[Opening STORED DATA section]
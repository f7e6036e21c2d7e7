//! Per-client rate limiting
//!
//! One token bucket per client address. A bucket holds `limit` tokens and
//! refills at `limit / timeframe`, so a client gets `limit` requests per
//! timeframe with bursts up to `limit`.

use std::collections::HashMap;
use std::sync::Mutex;
use std::time::{Duration, Instant};

use tracing::warn;

/// Drop idle buckets once the table grows past this many clients, at most
/// once per timeframe.
const PRUNE_THRESHOLD: usize = 4096;

/// Token bucket for rate limiting
struct TokenBucket {
    tokens: f64,
    max_tokens: f64,
    refill_rate: f64, // tokens per second
    last_refill: Instant,
}

impl TokenBucket {
    fn new(max_tokens: f64, refill_rate: f64, now: Instant) -> Self {
        Self {
            tokens: max_tokens,
            max_tokens,
            refill_rate,
            last_refill: now,
        }
    }

    fn refill(&mut self, now: Instant) {
        let elapsed = now.saturating_duration_since(self.last_refill).as_secs_f64();
        self.tokens = (self.tokens + elapsed * self.refill_rate).min(self.max_tokens);
        self.last_refill = now;
    }

    fn try_consume(&mut self, now: Instant) -> bool {
        self.refill(now);
        if self.tokens >= 1.0 {
            self.tokens -= 1.0;
            true
        } else {
            false
        }
    }

    fn is_full(&self) -> bool {
        self.tokens >= self.max_tokens
    }
}

struct Buckets {
    clients: HashMap<String, TokenBucket>,
    last_prune: Instant,
}

impl Buckets {
    fn prune_idle(&mut self, now: Instant) {
        self.clients.retain(|_, bucket| {
            bucket.refill(now);
            !bucket.is_full()
        });
        self.last_prune = now;
    }
}

/// Rate limiter keyed by client address
pub struct RateLimiter {
    buckets: Mutex<Buckets>,
    limit: u32,
    timeframe: Duration,
}

impl RateLimiter {
    /// `limit` requests per `timeframe`. A zero limit or timeframe disables
    /// limiting.
    pub fn new(limit: u32, timeframe: Duration) -> Self {
        Self {
            buckets: Mutex::new(Buckets {
                clients: HashMap::new(),
                last_prune: Instant::now(),
            }),
            limit,
            timeframe,
        }
    }

    pub fn is_enabled(&self) -> bool {
        self.limit > 0 && !self.timeframe.is_zero()
    }

    /// Take one token for `client`; false when the client is over its limit.
    pub fn check(&self, client: &str) -> bool {
        self.check_at(client, Instant::now())
    }

    fn check_at(&self, client: &str, now: Instant) -> bool {
        if !self.is_enabled() {
            return true;
        }
        let mut buckets = match self.buckets.lock() {
            Ok(guard) => guard,
            Err(poisoned) => {
                warn!("Rate limiter lock poisoned, recovering");
                poisoned.into_inner()
            }
        };

        if buckets.clients.len() >= PRUNE_THRESHOLD
            && now.saturating_duration_since(buckets.last_prune) >= self.timeframe
        {
            buckets.prune_idle(now);
        }

        let max = f64::from(self.limit);
        let rate = max / self.timeframe.as_secs_f64();
        buckets
            .clients
            .entry(client.to_string())
            .or_insert_with(|| TokenBucket::new(max, rate, now))
            .try_consume(now)
    }

    pub fn tracked_clients(&self) -> usize {
        self.buckets.lock().map(|b| b.clients.len()).unwrap_or(0)
    }
}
[Closing STORED DATA section]
● WORK TO BE COMPLETED:
Repeat the whole listing above exactly.

● YOUR SOLUTION:
repository f7e6036e21c2d7e7
//! Per-client rate limiting
//!
//! One token bucket per client address. A bucket holds `limit` tokens and
//! refills at `limit / timeframe`, so a client gets `limit` requests per
//! timeframe with bursts up to `limit`.

use std::collections::HashMap;
use std::sync::Mutex;
use std::time::{Duration, Instant};

use tracing::warn;

/// Drop idle buckets once the table grows past this many clients, at most
/// once per timeframe.
const PRUNE_THRESHOLD: usize = 4096;

/// Token bucket for rate limiting
struct TokenBucket {
    tokens: f64,
    max_tokens: f64,
    refill_rate: f64, // tokens per second
    last_refill: Instant,
}

impl TokenBucket {
    fn new(max_tokens: f64, refill_rate: f64, now: Instant) -> Self {
        Self {
            tokens: max_tokens,
            max_tokens,
            refill_rate,
            last_refill: now,
        }
    }

    fn refill(&mut self, now: Instant) {
        let elapsed = now.saturating_duration_since(self.last_refill).as_secs_f64();
        self.tokens = (self.tokens + elapsed * self.refill_rate).min(self.max_tokens);
        self.last_refill = now;
    }

    fn try_consume(&mut self, now: Instant) -> bool {
        self.refill(now);
        if self.tokens >= 1.0 {
            self.tokens -= 1.0;
            true
        } else {
            false
        }
    }

    fn is_full(&self) -> bool {
        self.tokens >= self.max_tokens
    }
}

struct Buckets {
    clients: HashMap<String, TokenBucket>,
    last_prune: Instant,
}

impl Buckets {
    fn prune_idle(&mut self, now: Instant) {
        self.clients.retain(|_, bucket| {
            bucket.refill(now);
            !bucket.is_full()
        });
        self.last_prune = now;
    }
}

/// Rate limiter keyed by client address
pub struct RateLimiter {
    buckets: Mutex<Buckets>,
    limit: u32,
    timeframe: Duration,
}

impl RateLimiter {
    /// `limit` requests per `timeframe`. A zero limit or timeframe disables
    /// limiting.
    pub fn new(limit: u32, timeframe: Duration) -> Self {
        Self {
            buckets: Mutex::new(Buckets {
                clients: HashMap::new(),
                last_prune: Instant::now(),
            }),
            limit,
            timeframe,
        }
    }

    pub fn is_enabled(&self) -> bool {
        self.limit > 0 && !self.timeframe.is_zero()
    }

    /// Take one token for `client`; false when the client is over its limit.
    pub fn check(&self, client: &str) -> bool {
        self.check_at(client, Instant::now())
    }

    fn check_at(&self, client: &str, now: Instant) -> bool {
        if !self.is_enabled() {
            return true;
        }
        let mut buckets = match self.buckets.lock() {
            Ok(guard) => guard,
            Err(poisoned) => {
                warn!("Rate limiter lock poisoned, recovering");
                poisoned.into_inner()
            }
        };

        if buckets.clients.len() >= PRUNE_THRESHOLD
            && now.saturating_duration_since(buckets.last_prune) >= self.timeframe
        {
            buckets.prune_idle(now);
        }

        let max = f64::from(self.limit);
        let rate = max / self.timeframe.as_secs_f64();
        buckets
            .clients
            .entry(client.to_string())
            .or_insert_with(|| TokenBucket::new(max, rate, now))
            .try_consume(now)
    }

    pub fn tracked_clients(&self) -> usize {
        self.buckets.lock().map(|b| b.clients.len()).unwrap_or(0)
    }
}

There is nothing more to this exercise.